#### What you are asked to do:
Every line of the records below that has the word "crate" should be copied.

#### Material for the task:
*-*-*
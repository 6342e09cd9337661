//! Command-line interface for LDML conversion and document numbering.

use std::path::{Path, PathBuf};
use std::sync::Arc;

use chrono::{Datelike, NaiveDate};
use clap::{Parser, Subcommand};
use console::style;

use crate::config::LdmlConfig;
use crate::convert::{BusinessToLdmlConverter, LdmlToBusinessConverter};
use crate::error::{LdmlError, Result};
use crate::lookup::InMemoryDocumentTypeLookup;
use crate::model::{DocumentCategory, DocumentationUnit, DocumentationUnitContent};
use crate::numbering::generate;
use crate::xml::CanonicalOrderTable;

/// RIS LDML - Convert documentation units to and from LDML.
#[derive(Parser)]
#[command(name = "ris-ldml")]
#[command(version, about, long_about = None)]
pub struct Cli {
    #[command(subcommand)]
    pub command: Commands,
}

#[derive(Subcommand)]
pub enum Commands {
    /// Convert a documentation unit (JSON) to LDML.
    ToLdml {
        /// Documentation unit JSON file
        input: PathBuf,

        /// Previously published LDML to edit instead of starting fresh
        #[arg(short, long)]
        previous: Option<PathBuf>,

        /// Write the LDML to this file instead of stdout
        #[arg(short, long)]
        output: Option<PathBuf>,

        /// Capture date in YYYY-MM-DD format (default: today)
        #[arg(long)]
        erfassungsdatum: Option<String>,
    },

    /// Read a documentation unit (JSON) back from LDML.
    FromLdml {
        /// LDML file
        input: PathBuf,

        /// JSON document type table (overrides LDML_DOCUMENT_TYPES_PATH)
        #[arg(long)]
        document_types: Option<PathBuf>,
    },

    /// Generate the next document number.
    NextNumber {
        /// Category name or prefix (e.g. KSNR, LITERATUR_SELBSTAENDIG)
        #[arg(short, long)]
        category: String,

        /// Four-digit year (default: current year)
        #[arg(short, long)]
        year: Option<u16>,

        /// Latest issued number for this category and year
        #[arg(short, long)]
        latest: Option<String>,
    },
}

/// Run the CLI.
pub fn run() -> Result<()> {
    let cli = Cli::parse();
    let config = LdmlConfig::from_env()?;

    match cli.command {
        Commands::ToLdml {
            input,
            previous,
            output,
            erfassungsdatum,
        } => to_ldml_command(
            &config,
            &input,
            previous.as_deref(),
            output.as_deref(),
            erfassungsdatum.as_deref(),
        ),
        Commands::FromLdml {
            input,
            document_types,
        } => from_ldml_command(&config, &input, document_types.as_deref()),
        Commands::NextNumber {
            category,
            year,
            latest,
        } => next_number_command(&category, year, latest.as_deref()),
    }
}

fn order_table(config: &LdmlConfig) -> Result<Arc<CanonicalOrderTable>> {
    match &config.canonical_order_path {
        Some(path) => Ok(Arc::new(CanonicalOrderTable::from_path(path)?)),
        None => Ok(CanonicalOrderTable::default_table()),
    }
}

fn read_file(path: &Path) -> Result<String> {
    std::fs::read_to_string(path).map_err(|e| {
        LdmlError::Io(std::io::Error::new(
            e.kind(),
            format!("{}: {e}", path.display()),
        ))
    })
}

fn parse_date(value: &str) -> Result<NaiveDate> {
    NaiveDate::parse_from_str(value, "%Y-%m-%d")
        .map_err(|_| LdmlError::Config(format!("Invalid date '{value}', expected YYYY-MM-DD")))
}

/// Execute the to-ldml command.
fn to_ldml_command(
    config: &LdmlConfig,
    input: &Path,
    previous: Option<&Path>,
    output: Option<&Path>,
    erfassungsdatum: Option<&str>,
) -> Result<()> {
    let unit: DocumentationUnit = serde_json::from_str(&read_file(input)?)?;
    let previous = previous.map(read_file).transpose()?;

    let mut converter = BusinessToLdmlConverter::new(order_table(config)?);
    if let Some(date) = erfassungsdatum {
        converter = converter.with_erfassungsdatum(parse_date(date)?);
    }

    eprintln!(
        "{} {} {}",
        style("Converting").bold(),
        style(unit.category()).cyan(),
        style(unit.document_number().unwrap_or("(no document number)")).green()
    );

    let xml = converter.convert_onto(&unit, previous.as_deref())?;

    match output {
        Some(path) => {
            std::fs::write(path, &xml)?;
            eprintln!("{} {}", style("Saved to:").green().bold(), path.display());
        }
        None => print!("{xml}"),
    }
    Ok(())
}

/// Execute the from-ldml command.
fn from_ldml_command(
    config: &LdmlConfig,
    input: &Path,
    document_types: Option<&Path>,
) -> Result<()> {
    let lookup = match document_types.or(config.document_types_path.as_deref()) {
        Some(path) => InMemoryDocumentTypeLookup::from_path(path)?,
        None => InMemoryDocumentTypeLookup::new(),
    };
    if lookup.is_empty() {
        eprintln!(
            "{} no document types loaded, document types will be absent",
            style("Warning:").yellow().bold()
        );
    }

    let xml = read_file(input)?;
    let unit = LdmlToBusinessConverter::new(&lookup).convert(&xml)?;

    eprintln!(
        "{} {} {}",
        style("Read").bold(),
        style(unit.category()).cyan(),
        style(unit.document_number().unwrap_or("(no document number)")).green()
    );
    println!("{}", serde_json::to_string_pretty(&unit)?);
    Ok(())
}

/// Execute the next-number command.
fn next_number_command(category: &str, year: Option<u16>, latest: Option<&str>) -> Result<()> {
    let category = DocumentCategory::parse(category)
        .ok_or_else(|| LdmlError::UnknownDocumentCategory(category.to_string()))?;
    let year = match year {
        Some(year) => year,
        None => u16::try_from(chrono::Local::now().year())
            .map_err(|_| LdmlError::Config("current year out of range".to_string()))?,
    };

    let number = generate(category.document_number_prefix(), year, latest)?;
    println!("{number}");
    Ok(())
}

#[cfg(test)]
mod tests {
    use super::*;

    #[test]
    fn test_cli_parse_to_ldml() {
        let cli = Cli::parse_from(["ris-ldml", "to-ldml", "unit.json", "--previous", "old.xml"]);

        let Commands::ToLdml {
            input,
            previous,
            output,
            erfassungsdatum,
        } = cli.command
        else {
            panic!("expected to-ldml");
        };
        assert_eq!(input, PathBuf::from("unit.json"));
        assert_eq!(previous, Some(PathBuf::from("old.xml")));
        assert!(output.is_none());
        assert!(erfassungsdatum.is_none());
    }

    #[test]
    fn test_cli_parse_next_number() {
        let cli = Cli::parse_from([
            "ris-ldml",
            "next-number",
            "--category",
            "KSNR",
            "--year",
            "2025",
            "--latest",
            "KSNR2025000001",
        ]);

        let Commands::NextNumber {
            category,
            year,
            latest,
        } = cli.command
        else {
            panic!("expected next-number");
        };
        assert_eq!(category, "KSNR");
        assert_eq!(year, Some(2025));
        assert_eq!(latest.as_deref(), Some("KSNR2025000001"));
    }

    #[test]
    fn test_next_number_rejects_unknown_category() {
        let result = next_number_command("XYZ", Some(2025), None);
        assert!(matches!(result, Err(LdmlError::UnknownDocumentCategory(_))));
    }

    #[test]
    fn test_parse_date() {
        assert!(parse_date("2025-01-01").is_ok());
        assert!(parse_date("01.01.2025").is_err());
    }
}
*-*-*
#### Response to the exercise:
use crate::config::LdmlConfig;
use crate::convert::{BusinessToLdmlConverter, LdmlToBusinessConverter};
use crate::error::{LdmlError, Result};
use crate::lookup::InMemoryDocumentTypeLookup;
use crate::model::{DocumentCategory, DocumentationUnit, DocumentationUnitContent};
use crate::numbering::generate;
use crate::xml::CanonicalOrderTable;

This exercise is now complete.